(Beginning of Data for processing)

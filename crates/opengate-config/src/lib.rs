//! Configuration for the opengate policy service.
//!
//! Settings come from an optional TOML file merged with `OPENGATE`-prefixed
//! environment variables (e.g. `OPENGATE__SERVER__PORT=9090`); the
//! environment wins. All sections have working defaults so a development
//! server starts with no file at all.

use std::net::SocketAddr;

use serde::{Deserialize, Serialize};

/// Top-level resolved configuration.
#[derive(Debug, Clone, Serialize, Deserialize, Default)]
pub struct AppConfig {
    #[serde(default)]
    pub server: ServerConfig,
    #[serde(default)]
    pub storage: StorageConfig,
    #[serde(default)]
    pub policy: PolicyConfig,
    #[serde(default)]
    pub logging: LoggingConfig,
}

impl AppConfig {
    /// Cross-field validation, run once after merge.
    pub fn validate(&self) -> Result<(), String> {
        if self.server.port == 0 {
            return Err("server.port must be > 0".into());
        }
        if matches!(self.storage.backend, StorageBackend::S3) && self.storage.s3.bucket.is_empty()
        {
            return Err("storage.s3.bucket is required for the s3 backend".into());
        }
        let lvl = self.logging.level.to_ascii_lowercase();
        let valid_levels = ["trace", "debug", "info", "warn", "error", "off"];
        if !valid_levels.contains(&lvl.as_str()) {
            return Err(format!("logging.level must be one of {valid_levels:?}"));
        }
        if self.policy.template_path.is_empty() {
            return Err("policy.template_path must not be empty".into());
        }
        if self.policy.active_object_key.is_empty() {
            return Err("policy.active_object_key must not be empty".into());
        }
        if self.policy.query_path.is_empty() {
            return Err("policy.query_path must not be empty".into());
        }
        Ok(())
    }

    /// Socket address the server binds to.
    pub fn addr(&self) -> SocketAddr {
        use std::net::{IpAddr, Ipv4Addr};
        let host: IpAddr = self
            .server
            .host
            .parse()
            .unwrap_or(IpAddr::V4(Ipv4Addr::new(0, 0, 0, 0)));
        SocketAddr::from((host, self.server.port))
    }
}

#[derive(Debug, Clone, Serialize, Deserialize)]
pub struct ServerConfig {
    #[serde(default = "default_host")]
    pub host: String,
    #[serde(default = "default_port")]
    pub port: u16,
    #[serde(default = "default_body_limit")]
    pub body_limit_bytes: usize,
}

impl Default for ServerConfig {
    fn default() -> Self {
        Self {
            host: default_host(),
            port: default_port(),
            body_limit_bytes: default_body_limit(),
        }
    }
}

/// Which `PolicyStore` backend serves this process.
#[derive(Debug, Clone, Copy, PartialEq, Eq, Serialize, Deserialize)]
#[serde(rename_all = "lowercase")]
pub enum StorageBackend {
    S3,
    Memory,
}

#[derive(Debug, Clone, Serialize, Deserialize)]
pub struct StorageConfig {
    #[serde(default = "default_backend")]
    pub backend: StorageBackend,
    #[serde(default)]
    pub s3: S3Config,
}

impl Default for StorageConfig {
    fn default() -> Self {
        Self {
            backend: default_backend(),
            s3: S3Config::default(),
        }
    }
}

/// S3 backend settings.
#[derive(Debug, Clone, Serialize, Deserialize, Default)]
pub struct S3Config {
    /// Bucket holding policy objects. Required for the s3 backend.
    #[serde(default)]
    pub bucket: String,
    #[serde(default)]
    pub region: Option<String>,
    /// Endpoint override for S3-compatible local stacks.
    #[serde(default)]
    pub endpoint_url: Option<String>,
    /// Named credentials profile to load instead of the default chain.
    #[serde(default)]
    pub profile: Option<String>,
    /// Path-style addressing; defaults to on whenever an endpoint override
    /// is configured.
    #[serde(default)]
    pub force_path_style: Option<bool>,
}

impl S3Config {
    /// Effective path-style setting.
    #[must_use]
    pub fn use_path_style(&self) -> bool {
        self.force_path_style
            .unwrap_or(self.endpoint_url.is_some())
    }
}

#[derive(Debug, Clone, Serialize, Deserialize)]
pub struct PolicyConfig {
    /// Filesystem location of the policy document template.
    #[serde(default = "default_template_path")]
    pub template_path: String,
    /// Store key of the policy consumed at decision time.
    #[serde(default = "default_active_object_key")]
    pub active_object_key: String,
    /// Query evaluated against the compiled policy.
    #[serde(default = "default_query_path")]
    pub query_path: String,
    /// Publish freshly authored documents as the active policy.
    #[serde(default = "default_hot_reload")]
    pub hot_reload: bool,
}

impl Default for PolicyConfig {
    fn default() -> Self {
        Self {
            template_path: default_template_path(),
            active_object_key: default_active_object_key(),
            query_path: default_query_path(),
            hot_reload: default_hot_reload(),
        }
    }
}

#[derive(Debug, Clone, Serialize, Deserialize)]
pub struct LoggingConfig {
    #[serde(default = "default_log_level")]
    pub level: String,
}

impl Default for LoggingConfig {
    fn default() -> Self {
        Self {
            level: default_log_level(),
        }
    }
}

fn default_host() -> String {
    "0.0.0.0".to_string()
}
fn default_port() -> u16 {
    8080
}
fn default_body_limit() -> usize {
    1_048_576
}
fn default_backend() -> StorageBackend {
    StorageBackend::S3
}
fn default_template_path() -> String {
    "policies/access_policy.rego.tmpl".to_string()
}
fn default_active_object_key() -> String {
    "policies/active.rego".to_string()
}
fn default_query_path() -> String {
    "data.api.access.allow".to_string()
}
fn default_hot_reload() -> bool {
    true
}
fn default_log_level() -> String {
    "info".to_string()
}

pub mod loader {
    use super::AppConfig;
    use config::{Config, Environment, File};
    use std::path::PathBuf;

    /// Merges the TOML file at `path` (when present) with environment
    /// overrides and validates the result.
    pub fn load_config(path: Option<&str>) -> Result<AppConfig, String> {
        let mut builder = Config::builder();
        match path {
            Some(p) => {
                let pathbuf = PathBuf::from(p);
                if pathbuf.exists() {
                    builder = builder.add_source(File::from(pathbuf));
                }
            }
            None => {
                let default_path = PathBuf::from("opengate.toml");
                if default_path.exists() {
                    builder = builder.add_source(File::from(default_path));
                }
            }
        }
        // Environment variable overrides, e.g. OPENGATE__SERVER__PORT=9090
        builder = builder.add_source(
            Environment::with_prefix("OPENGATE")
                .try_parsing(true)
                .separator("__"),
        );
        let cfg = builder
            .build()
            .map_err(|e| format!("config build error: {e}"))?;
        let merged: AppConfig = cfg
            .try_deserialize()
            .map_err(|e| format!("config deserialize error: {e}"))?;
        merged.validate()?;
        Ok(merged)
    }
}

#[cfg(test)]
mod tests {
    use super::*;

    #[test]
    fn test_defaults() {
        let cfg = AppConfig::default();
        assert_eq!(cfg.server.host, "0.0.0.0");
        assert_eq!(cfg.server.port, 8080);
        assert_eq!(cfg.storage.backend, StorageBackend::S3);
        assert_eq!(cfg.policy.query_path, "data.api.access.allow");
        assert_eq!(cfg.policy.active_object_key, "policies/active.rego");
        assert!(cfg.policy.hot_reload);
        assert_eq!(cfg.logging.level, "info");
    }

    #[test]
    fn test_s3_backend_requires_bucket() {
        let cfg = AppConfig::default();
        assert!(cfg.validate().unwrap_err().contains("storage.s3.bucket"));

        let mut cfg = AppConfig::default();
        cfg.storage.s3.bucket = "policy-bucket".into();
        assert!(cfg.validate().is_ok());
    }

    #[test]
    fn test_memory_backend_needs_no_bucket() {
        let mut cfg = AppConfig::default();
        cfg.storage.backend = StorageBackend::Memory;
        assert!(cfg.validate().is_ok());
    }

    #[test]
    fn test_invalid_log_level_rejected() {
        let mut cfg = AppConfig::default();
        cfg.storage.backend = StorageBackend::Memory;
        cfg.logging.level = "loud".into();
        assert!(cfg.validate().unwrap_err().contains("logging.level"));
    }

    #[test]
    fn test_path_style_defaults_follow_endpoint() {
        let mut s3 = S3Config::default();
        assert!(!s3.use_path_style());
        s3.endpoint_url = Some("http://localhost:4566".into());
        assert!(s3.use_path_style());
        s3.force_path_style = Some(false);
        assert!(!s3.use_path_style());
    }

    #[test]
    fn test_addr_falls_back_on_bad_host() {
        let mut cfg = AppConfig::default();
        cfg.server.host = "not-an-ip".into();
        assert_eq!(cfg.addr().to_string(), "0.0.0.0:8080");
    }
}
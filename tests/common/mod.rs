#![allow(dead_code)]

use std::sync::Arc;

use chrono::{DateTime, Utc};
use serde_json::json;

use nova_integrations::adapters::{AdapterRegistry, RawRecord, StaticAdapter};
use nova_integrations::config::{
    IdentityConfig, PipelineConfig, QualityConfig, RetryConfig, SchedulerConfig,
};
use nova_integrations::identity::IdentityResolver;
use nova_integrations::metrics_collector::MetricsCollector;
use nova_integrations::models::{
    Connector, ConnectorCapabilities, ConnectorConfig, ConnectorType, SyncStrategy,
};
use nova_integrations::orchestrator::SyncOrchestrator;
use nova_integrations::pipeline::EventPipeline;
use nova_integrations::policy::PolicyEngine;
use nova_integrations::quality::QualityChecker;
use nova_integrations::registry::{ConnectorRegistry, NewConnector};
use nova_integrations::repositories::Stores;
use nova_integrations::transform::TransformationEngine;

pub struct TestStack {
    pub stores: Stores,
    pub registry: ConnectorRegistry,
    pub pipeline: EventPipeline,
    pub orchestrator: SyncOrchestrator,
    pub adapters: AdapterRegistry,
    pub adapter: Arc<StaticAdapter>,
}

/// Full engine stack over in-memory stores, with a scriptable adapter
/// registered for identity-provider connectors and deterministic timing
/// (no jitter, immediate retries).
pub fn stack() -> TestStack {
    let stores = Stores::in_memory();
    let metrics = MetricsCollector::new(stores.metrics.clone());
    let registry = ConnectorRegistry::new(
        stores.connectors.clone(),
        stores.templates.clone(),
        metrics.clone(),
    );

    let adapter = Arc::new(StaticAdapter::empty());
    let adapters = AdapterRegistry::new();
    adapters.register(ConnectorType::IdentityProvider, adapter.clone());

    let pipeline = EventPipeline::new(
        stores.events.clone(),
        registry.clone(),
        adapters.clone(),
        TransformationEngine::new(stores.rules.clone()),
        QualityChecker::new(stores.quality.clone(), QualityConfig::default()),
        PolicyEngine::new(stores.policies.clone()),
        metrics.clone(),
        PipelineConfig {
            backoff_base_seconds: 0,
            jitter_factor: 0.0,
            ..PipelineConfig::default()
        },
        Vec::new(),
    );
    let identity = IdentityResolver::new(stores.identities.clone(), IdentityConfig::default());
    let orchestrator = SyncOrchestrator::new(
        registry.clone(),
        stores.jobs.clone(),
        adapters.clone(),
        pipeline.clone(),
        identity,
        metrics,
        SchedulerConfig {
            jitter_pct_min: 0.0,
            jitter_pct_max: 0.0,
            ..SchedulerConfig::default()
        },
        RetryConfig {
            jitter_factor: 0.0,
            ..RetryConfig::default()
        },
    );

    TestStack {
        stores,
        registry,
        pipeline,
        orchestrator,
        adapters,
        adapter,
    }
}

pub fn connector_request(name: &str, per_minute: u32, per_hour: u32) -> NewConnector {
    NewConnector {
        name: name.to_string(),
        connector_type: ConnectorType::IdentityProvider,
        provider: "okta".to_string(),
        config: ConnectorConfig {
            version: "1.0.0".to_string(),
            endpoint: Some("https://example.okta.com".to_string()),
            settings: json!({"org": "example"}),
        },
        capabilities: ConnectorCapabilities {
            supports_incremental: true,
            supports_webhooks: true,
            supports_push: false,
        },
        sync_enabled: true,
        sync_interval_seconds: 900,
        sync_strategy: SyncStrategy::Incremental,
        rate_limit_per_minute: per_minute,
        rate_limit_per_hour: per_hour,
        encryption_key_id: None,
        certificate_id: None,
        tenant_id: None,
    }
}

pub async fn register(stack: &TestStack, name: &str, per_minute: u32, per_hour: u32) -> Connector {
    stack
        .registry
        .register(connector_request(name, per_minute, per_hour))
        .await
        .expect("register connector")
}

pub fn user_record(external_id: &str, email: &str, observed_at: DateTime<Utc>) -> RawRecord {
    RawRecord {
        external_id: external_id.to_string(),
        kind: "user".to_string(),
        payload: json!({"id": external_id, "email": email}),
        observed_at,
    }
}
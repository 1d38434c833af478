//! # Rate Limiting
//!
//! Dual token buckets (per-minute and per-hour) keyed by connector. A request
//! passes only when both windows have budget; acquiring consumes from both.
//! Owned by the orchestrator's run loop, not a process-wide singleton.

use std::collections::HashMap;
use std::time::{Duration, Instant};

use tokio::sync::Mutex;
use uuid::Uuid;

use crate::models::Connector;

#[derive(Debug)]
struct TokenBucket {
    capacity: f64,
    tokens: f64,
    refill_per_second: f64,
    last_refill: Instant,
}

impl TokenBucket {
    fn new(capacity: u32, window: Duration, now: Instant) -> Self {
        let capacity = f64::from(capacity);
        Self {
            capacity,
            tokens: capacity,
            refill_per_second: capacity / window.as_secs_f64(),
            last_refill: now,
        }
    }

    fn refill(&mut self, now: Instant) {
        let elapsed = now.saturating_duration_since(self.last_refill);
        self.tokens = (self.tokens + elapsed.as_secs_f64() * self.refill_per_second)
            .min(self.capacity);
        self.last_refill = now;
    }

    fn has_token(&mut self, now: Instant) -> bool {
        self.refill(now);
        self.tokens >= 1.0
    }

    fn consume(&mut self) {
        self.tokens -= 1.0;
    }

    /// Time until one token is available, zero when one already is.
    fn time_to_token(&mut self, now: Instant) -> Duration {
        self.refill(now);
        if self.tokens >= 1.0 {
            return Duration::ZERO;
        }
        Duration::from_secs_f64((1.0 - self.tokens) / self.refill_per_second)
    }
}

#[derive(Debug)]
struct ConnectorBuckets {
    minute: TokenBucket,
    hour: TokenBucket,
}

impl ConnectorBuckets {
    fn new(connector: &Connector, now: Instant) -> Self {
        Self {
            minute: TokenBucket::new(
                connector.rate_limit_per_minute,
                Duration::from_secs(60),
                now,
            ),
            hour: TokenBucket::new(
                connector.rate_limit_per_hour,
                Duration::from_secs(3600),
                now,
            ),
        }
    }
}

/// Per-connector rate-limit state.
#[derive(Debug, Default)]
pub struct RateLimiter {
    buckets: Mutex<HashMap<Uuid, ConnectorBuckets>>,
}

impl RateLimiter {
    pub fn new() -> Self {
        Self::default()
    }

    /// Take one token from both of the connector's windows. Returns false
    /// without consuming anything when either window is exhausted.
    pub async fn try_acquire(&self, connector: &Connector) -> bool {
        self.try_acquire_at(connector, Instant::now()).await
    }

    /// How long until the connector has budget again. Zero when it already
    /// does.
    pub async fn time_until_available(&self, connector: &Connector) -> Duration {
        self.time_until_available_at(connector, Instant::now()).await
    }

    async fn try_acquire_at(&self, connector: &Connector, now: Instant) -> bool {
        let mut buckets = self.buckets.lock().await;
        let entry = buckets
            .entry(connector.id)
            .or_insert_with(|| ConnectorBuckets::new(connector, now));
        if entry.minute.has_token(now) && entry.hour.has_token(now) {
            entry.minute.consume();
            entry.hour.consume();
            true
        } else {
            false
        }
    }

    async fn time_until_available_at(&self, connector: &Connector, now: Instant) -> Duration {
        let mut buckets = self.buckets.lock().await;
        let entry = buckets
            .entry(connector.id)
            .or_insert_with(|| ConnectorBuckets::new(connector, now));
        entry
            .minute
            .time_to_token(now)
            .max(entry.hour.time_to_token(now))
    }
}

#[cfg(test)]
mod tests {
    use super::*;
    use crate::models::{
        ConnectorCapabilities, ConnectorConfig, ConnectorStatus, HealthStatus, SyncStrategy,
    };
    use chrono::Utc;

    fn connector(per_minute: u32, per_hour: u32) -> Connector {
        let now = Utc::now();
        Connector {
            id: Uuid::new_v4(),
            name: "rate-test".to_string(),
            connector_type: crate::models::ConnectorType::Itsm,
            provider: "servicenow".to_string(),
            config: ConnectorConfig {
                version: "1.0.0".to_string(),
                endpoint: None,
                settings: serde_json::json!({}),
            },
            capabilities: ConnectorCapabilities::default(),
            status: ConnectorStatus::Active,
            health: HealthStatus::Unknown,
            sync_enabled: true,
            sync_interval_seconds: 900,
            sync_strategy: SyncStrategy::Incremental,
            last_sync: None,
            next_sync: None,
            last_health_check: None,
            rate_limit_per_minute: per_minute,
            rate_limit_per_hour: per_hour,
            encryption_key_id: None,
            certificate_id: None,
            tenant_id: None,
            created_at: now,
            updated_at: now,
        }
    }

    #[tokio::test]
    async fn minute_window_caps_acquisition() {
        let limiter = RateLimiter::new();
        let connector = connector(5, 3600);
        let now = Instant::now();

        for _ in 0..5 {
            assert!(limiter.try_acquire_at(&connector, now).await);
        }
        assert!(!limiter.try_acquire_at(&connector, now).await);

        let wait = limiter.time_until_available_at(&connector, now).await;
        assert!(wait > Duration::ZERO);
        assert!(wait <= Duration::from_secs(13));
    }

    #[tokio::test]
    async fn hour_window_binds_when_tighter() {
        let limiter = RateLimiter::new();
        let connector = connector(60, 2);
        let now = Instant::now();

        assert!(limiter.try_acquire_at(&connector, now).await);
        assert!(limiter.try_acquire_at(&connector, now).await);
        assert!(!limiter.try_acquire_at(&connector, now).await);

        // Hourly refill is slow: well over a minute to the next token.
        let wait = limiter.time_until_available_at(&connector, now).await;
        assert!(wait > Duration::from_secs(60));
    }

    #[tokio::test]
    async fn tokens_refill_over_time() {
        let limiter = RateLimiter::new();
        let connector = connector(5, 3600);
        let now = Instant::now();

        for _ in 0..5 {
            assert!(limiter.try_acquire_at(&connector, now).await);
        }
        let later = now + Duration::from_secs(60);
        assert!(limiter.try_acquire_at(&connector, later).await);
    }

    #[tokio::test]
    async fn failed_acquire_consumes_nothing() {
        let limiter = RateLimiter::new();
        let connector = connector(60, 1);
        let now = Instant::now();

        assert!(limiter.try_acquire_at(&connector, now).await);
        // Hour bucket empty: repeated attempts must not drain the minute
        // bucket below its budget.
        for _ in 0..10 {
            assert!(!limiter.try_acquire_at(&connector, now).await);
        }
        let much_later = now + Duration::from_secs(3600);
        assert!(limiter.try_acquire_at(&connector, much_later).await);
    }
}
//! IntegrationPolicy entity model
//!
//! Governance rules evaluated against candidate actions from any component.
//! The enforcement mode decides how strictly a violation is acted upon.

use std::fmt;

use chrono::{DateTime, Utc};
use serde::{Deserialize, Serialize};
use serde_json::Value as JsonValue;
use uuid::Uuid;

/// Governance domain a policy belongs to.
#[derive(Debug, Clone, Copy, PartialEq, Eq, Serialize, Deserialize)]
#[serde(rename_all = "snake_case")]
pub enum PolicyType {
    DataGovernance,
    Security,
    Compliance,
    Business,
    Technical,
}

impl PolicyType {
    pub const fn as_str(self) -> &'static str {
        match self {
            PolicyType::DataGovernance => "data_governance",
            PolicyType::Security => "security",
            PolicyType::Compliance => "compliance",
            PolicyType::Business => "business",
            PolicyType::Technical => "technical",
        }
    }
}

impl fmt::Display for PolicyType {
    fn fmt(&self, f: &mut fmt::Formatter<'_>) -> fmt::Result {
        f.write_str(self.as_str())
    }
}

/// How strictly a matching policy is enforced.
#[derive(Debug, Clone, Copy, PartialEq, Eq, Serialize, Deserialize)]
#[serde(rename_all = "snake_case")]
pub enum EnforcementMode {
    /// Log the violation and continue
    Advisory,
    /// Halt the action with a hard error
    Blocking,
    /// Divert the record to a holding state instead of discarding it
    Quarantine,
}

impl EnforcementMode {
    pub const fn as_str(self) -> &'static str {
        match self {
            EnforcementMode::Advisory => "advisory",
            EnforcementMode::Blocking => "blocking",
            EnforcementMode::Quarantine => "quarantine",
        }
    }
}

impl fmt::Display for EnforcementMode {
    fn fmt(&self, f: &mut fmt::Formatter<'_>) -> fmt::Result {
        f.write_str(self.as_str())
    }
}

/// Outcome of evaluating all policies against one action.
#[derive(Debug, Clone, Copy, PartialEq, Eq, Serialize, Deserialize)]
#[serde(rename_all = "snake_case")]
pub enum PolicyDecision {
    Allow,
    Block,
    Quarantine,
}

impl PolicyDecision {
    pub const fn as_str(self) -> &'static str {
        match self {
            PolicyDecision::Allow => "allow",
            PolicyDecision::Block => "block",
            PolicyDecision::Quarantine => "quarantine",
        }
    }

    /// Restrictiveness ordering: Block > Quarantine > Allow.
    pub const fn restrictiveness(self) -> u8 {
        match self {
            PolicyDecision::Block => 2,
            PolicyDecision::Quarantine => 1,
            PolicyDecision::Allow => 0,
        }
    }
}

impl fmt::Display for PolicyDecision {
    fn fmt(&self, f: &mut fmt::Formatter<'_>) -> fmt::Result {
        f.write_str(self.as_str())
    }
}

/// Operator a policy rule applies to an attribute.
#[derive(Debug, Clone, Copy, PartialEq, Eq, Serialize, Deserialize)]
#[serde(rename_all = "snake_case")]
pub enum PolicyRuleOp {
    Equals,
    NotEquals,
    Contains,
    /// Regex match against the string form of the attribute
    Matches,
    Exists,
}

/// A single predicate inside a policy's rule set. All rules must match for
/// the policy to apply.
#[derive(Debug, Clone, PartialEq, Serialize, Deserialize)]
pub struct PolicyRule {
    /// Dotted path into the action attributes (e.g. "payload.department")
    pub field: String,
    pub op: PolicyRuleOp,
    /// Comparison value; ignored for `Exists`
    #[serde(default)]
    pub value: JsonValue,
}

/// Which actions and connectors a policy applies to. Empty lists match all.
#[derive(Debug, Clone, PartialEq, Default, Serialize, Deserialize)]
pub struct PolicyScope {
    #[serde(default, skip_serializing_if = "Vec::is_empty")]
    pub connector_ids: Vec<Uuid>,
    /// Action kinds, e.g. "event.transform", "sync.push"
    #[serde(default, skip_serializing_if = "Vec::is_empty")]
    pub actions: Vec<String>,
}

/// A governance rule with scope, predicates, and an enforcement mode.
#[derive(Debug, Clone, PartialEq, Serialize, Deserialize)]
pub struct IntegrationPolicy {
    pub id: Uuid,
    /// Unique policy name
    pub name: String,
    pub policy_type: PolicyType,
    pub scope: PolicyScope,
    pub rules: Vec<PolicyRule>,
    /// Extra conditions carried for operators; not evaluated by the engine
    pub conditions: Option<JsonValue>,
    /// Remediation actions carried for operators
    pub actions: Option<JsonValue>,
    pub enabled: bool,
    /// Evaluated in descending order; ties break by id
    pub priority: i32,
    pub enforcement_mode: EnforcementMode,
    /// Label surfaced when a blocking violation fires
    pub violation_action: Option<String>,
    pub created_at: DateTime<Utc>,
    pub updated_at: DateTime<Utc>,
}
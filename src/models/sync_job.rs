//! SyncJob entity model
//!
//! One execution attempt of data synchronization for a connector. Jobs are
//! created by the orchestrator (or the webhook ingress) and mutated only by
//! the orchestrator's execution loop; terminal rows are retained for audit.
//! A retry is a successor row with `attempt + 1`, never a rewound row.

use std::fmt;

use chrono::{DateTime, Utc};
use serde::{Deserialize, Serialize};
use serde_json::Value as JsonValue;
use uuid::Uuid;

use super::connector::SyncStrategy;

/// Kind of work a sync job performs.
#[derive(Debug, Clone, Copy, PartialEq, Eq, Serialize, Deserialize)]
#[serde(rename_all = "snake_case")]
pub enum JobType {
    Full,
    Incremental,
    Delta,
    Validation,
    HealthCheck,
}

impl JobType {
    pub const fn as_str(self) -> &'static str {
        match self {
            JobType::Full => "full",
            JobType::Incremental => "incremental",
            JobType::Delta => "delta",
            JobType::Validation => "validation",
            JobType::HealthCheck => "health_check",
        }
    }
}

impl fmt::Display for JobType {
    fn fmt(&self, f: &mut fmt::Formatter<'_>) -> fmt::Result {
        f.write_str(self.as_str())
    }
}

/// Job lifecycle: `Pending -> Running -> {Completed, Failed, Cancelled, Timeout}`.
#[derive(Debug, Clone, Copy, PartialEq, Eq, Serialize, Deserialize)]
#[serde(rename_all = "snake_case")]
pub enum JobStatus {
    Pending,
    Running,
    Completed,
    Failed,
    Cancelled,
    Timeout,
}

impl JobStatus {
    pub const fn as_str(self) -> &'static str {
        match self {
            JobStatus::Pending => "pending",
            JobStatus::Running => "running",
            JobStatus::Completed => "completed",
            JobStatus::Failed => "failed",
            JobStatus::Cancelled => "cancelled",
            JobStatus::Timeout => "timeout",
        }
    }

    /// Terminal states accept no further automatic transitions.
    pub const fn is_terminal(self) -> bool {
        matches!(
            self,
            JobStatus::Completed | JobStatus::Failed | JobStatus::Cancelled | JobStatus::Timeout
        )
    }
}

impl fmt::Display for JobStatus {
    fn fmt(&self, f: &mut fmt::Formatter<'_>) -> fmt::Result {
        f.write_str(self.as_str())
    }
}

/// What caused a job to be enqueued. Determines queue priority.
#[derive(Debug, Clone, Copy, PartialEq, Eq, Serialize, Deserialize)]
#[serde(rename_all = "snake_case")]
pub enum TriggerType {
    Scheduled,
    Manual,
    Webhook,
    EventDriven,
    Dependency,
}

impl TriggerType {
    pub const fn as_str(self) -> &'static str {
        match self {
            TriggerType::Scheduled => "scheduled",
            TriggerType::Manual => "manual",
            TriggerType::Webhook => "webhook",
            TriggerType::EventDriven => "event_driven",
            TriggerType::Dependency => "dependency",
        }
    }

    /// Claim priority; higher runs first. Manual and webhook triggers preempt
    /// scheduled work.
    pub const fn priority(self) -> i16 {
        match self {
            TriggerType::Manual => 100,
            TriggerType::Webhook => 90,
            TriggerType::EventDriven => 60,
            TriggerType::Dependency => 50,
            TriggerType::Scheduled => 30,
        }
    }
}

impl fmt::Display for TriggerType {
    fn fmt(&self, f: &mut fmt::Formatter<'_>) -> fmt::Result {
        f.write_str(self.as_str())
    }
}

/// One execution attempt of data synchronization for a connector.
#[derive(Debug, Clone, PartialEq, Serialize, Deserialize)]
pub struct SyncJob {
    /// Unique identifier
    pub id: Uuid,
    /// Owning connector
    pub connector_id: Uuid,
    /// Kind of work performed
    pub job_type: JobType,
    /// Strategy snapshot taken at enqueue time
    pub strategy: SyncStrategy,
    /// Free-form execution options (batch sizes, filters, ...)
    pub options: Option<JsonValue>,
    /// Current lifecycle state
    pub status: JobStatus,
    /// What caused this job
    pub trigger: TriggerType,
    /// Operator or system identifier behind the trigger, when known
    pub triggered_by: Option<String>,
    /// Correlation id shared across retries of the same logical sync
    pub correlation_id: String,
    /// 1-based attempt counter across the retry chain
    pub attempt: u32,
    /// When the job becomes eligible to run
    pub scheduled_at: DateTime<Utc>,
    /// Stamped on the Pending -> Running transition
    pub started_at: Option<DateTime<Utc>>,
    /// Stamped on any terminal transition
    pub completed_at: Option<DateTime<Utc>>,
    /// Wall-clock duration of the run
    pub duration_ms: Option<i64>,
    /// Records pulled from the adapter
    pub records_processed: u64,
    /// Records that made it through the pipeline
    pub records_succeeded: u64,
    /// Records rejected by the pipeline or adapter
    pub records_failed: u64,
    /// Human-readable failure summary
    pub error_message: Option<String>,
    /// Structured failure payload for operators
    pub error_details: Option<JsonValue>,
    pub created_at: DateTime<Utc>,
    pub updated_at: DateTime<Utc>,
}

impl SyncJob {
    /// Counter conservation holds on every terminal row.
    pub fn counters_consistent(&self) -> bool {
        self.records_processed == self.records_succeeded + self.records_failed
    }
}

(End of Data for processing)

▸ Task directions: Among the entries above, how many lines hold the word "PipelineConfig"? Reply with only that number.

▸ Exercise solution: 3